Welcome to this latest attempt to connect librarians from west-central Wisconsin with each other! Please send in content (booklists, ideas, photos, etc.), and comment on posts so we can help each other. If you were using feedmyinbox to get new posts sent to you before, you'll need to switch to another service (blogtrottr works like feedmyinbox, googlereader is a good blog-reader to try).

Search This Blog

Friday, July 10, 2015

Presenter Rave--Survival!

Learning to signal for help by catching light on a reflective surface
Thanks to Alisha from LEPMPL in Eau Claire for this guest post:

When planning for my summer demonstration programs I wanted to find something new and different than what I’ve ever had before.  I had thought about someone coming in to talk about hiking or camping safety or something along those lines.  I ended up finding a survival class taught by Kyle Beach who works at the Chippewa Falls YMCA and is starting up a business called Prepared Solutions Group.  He was really great to work with and put on a very nice program.  I had approximately 110 in attendance.  This would work for a children’s (elementary school-age and up) or adult program. 

Insulation for protection against the elements

He usually puts on longer classes – like a minimum  of 4 hours or a full weekend of survival training in the middle of the woods – but I told him our programs are about 45 minutes.  He was extremely flexible and was excited to find a way to make it work. 
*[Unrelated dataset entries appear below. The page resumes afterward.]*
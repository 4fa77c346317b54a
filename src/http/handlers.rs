use super::state::AppState;
use crate::assistant;
use crate::error::VoiceError;
use crate::session::{CommandOutcome, SessionStats, VoiceState};
use crate::store::{MemoryUpdate, NewMemory, UserProfile};
use axum::{
    extract::{Path, State},
    http::StatusCode,
    response::{IntoResponse, Json, Response},
};
use serde::{Deserialize, Serialize};
use tracing::{error, info};

// ============================================================================
// Request/Response Types
// ============================================================================

#[derive(Debug, Serialize)]
pub struct VoiceStatusResponse {
    pub session_id: String,
    pub stats: SessionStats,
}

#[derive(Debug, Serialize)]
pub struct CommandResponse {
    pub outcome: CommandOutcome,
    pub state: VoiceState,
}

#[derive(Debug, Deserialize)]
pub struct ChatRequest {
    pub text: String,
}

#[derive(Debug, Serialize)]
pub struct ErrorResponse {
    pub error: String,
    #[serde(skip_serializing_if = "Option::is_none")]
    pub kind: Option<&'static str>,
}

fn error_response(status: StatusCode, error: impl Into<String>) -> Response {
    (
        status,
        Json(ErrorResponse {
            error: error.into(),
            kind: None,
        }),
    )
        .into_response()
}

fn voice_error_response(e: &VoiceError) -> Response {
    let status = match e {
        VoiceError::PermissionDenied(_) => StatusCode::FORBIDDEN,
        VoiceError::DeviceUnavailable(_) | VoiceError::SessionClosed => {
            StatusCode::SERVICE_UNAVAILABLE
        }
        VoiceError::Connection(_) | VoiceError::NotConnected | VoiceError::Server(_) => {
            StatusCode::BAD_GATEWAY
        }
        VoiceError::ResponseTimeout(_) => StatusCode::GATEWAY_TIMEOUT,
        _ => StatusCode::INTERNAL_SERVER_ERROR,
    };
    (
        status,
        Json(ErrorResponse {
            error: e.to_string(),
            kind: Some(e.kind()),
        }),
    )
        .into_response()
}

fn command_response(state: &AppState, result: Result<CommandOutcome, VoiceError>) -> Response {
    match result {
        Ok(outcome) => (
            StatusCode::OK,
            Json(CommandResponse {
                outcome,
                state: state.session.state(),
            }),
        )
            .into_response(),
        Err(e) => {
            error!("Voice command failed: {}", e);
            voice_error_response(&e)
        }
    }
}

// ============================================================================
// Handlers
// ============================================================================

/// GET /health
/// Health check endpoint
pub async fn health_check() -> impl IntoResponse {
    (StatusCode::OK, "OK")
}

/// GET /voice/state
pub async fn voice_state(State(state): State<AppState>) -> impl IntoResponse {
    let stats = state.session.get_stats().await;
    Json(VoiceStatusResponse {
        session_id: state.session.session_id().to_string(),
        stats,
    })
}

/// POST /voice/start
/// Start listening (ignored unless idle)
pub async fn voice_start(State(state): State<AppState>) -> Response {
    info!("Mic start requested");
    let result = state.session.start().await;
    command_response(&state, result)
}

/// POST /voice/stop
/// Finish the current utterance now
pub async fn voice_stop(State(state): State<AppState>) -> Response {
    info!("Mic stop requested");
    let result = state.session.stop().await;
    command_response(&state, result)
}

/// POST /voice/toggle
/// Mic button press
pub async fn voice_toggle(State(state): State<AppState>) -> Response {
    let result = state.session.toggle().await;
    command_response(&state, result)
}

/// GET /conversation
/// Voice conversation history of the running session
pub async fn conversation(State(state): State<AppState>) -> impl IntoResponse {
    Json(state.session.conversation().await)
}

/// POST /chat
/// Text companion exchange
pub async fn chat(State(state): State<AppState>, Json(req): Json<ChatRequest>) -> Response {
    let text = req.text.trim();
    if text.is_empty() {
        return error_response(StatusCode::BAD_REQUEST, "Message text is empty");
    }

    match assistant::chat(state.assistant.as_ref(), &state.store, text).await {
        Ok(reply) => (StatusCode::OK, Json(reply)).into_response(),
        Err(e) => {
            error!("Failed to record chat: {}", e);
            voice_error_response(&e)
        }
    }
}

/// GET /profile
pub async fn get_profile(State(state): State<AppState>) -> Response {
    let store = state.store.read().await;
    match store.profile() {
        Some(profile) => (StatusCode::OK, Json(profile.clone())).into_response(),
        None => error_response(StatusCode::NOT_FOUND, "No profile has been set up"),
    }
}

/// PUT /profile
pub async fn put_profile(
    State(state): State<AppState>,
    Json(profile): Json<UserProfile>,
) -> Response {
    if profile.name.trim().is_empty() {
        return error_response(StatusCode::BAD_REQUEST, "Profile name is required");
    }

    let mut store = state.store.write().await;
    match store.set_profile(profile).await {
        Ok(profile) => (StatusCode::OK, Json(profile)).into_response(),
        Err(e) => {
            error!("Failed to save profile: {}", e);
            voice_error_response(&e)
        }
    }
}

/// DELETE /profile
pub async fn delete_profile(State(state): State<AppState>) -> Response {
    let mut store = state.store.write().await;
    match store.clear_profile().await {
        Ok(()) => StatusCode::NO_CONTENT.into_response(),
        Err(e) => voice_error_response(&e),
    }
}

/// GET /memories
pub async fn list_memories(State(state): State<AppState>) -> impl IntoResponse {
    let store = state.store.read().await;
    Json(store.memories().to_vec())
}

/// POST /memories
pub async fn create_memory(
    State(state): State<AppState>,
    Json(memory): Json<NewMemory>,
) -> Response {
    if memory.title.trim().is_empty() {
        return error_response(StatusCode::BAD_REQUEST, "Memory title is required");
    }

    let mut store = state.store.write().await;
    match store.add_memory(memory).await {
        Ok(entry) => {
            info!("Memory added: {}", entry.id);
            (StatusCode::CREATED, Json(entry)).into_response()
        }
        Err(e) => voice_error_response(&e),
    }
}

/// PATCH /memories/:id
pub async fn update_memory(
    State(state): State<AppState>,
    Path(id): Path<String>,
    Json(update): Json<MemoryUpdate>,
) -> Response {
    let mut store = state.store.write().await;
    match store.update_memory(&id, update).await {
        Ok(Some(entry)) => (StatusCode::OK, Json(entry)).into_response(),
        Ok(None) => error_response(StatusCode::NOT_FOUND, format!("Memory {} not found", id)),
        Err(e) => voice_error_response(&e),
    }
}

/// DELETE /memories/:id
pub async fn delete_memory(State(state): State<AppState>, Path(id): Path<String>) -> Response {
    let mut store = state.store.write().await;
    match store.delete_memory(&id).await {
        Ok(true) => StatusCode::NO_CONTENT.into_response(),
        Ok(false) => error_response(StatusCode::NOT_FOUND, format!("Memory {} not found", id)),
        Err(e) => voice_error_response(&e),
    }
}

/// GET /companion/tags
/// Interests picked up from the companion conversation
pub async fn companion_tags(State(state): State<AppState>) -> impl IntoResponse {
    let store = state.store.read().await;
    Json(store.companion_tags().to_vec())
}
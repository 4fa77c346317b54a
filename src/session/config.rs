use crate::audio::SilenceConfig;
use serde::{Deserialize, Serialize};
use std::time::Duration;

/// Configuration for a voice session
#[derive(Debug, Clone, Serialize, Deserialize)]
pub struct SessionConfig {
    /// Unique session identifier (used in logs)
    pub session_id: String,

    /// Voice endpoint WebSocket URL
    pub endpoint_url: String,

    /// Upper bound on the connect handshake
    pub connect_timeout: Duration,

    /// How long to wait for the completion marker after sending an utterance
    pub response_timeout: Duration,

    /// Start listening again after each reply finishes playing
    pub continuous: bool,

    /// Grace period before listening resumes in continuous mode
    pub resume_delay: Duration,

    /// End-of-utterance detection
    pub silence: SilenceConfig,
}

impl Default for SessionConfig {
    fn default() -> Self {
        Self {
            session_id: format!("voice-{}", uuid::Uuid::new_v4()),
            endpoint_url: "ws://localhost:8000/ws/voice-chat-with-audio".to_string(),
            connect_timeout: Duration::from_secs(10),
            response_timeout: Duration::from_secs(30),
            continuous: false,
            resume_delay: Duration::from_millis(500),
            silence: SilenceConfig::default(),
        }
    }
}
The program started with a full group presentation giving basic survival tips whether you’re lost in the woods or lost in the mall.  Then he broke the program attendees into groups to rotate through three stations for more hands-on experience for survival (based more on survival in the woods than in the mall!). 
Building a shelter

The three stations were: 
1.  Staying hydrated; how to safely transport water using only paper; and signaling for help
2.  Starting a fire without matches (outside)
3.  Insulating yourself and building shelters

He was great with the kids and presented important information in a fun way.  He also does adult programs on topics such as home and vehicle emergency preparedness, self-defense, CPR, etc.  He has a lot of experience in search and rescue missions in Wisconsin, California, Alaska and throughout the Midwest for victims lost in the wilderness, which makes for a lot of interesting stories as well.

More shelter-building

His info is:
Kyle Beach

Wednesday, July 8, 2015

Our Kids

Jacket cover--Our Kids
During my travels last week, I whiled away quite a few hours in airports and airplanes reading Our Kids:  The American Dream in Crisis by Robert Putnam.  In it, he talks about the growing opportunity gap between economic classes.  Kids who have economic privilege have access to more extra-curricular opportunities, more informal mentors, more social safety nets and support than ever before.  Kids who grow up in poverty are increasingly isolated from these opportunities, as fees for extra-curricular activities increase and segregation based on economic class grows.  According to Putnam, there used to be more of an attitude that all kids were the community's responsibility--Our Kids.  Now, he says, families in the upper income brackets are not even aware of the kids living in poverty in their community because their circles never intersect.  I think he paints too rosy a picture of the past, particularly with regard to race, but the statistics he cites about opportunities, graduation rates, and college matriculation are stark.  I found a lot to think about in this book, and I recommend it for librarians who are thinking about what needs to happen to even the playing field for all the kids in their community.

Monday, July 6, 2015

ALA High Points

Tree of inspiration
This year, I was extremely fortunate to be able to attend the American Library Association Annual Conference in San Francisco.  It was the first time in 10 years I'd been to this extravaganza of librarianship.  Apart from a few brief cases of paralysis due to a severe case of FMS (Fear of Missing Something), I found a lot to love at this conference.  Some highlights:

  • Seeing and hearing authors I deeply admire (Jandy Nelson, Tim Federle, Edwidge Danticat, Chris Meyers, and Kwame Alexander to name a few) and having all of them express appreciation for librarians and the work we do.
  • Learning more about the Libraries Transforming Communities project, and getting great ideas about community engagement and making some useful connections with people working on a regional level like I do 
  • Learning about what some libraries are doing to serve people experiencing homelessness, and getting some ideas that are transferable to the smaller cities and libraries in our region
  • Hearing ideas about sharing 5 Early Literacy Practices (Talk, Sing, Read, Write, Play) with teen parents
  • Just being around 25,000 librarians and others who are doing interesting things, talking about important topics, and eagerly connecting with each other was humbling and gratifying
Who knows when I will get to go again, but attending a conference of this scale, while overwhelming, is also eye-opening and stimulating!  Next up--the Wisconsin Library Association Annual Conference, which is less huge and less expensive, but still tremendous for getting inspiration!  Check it out, November 3-6.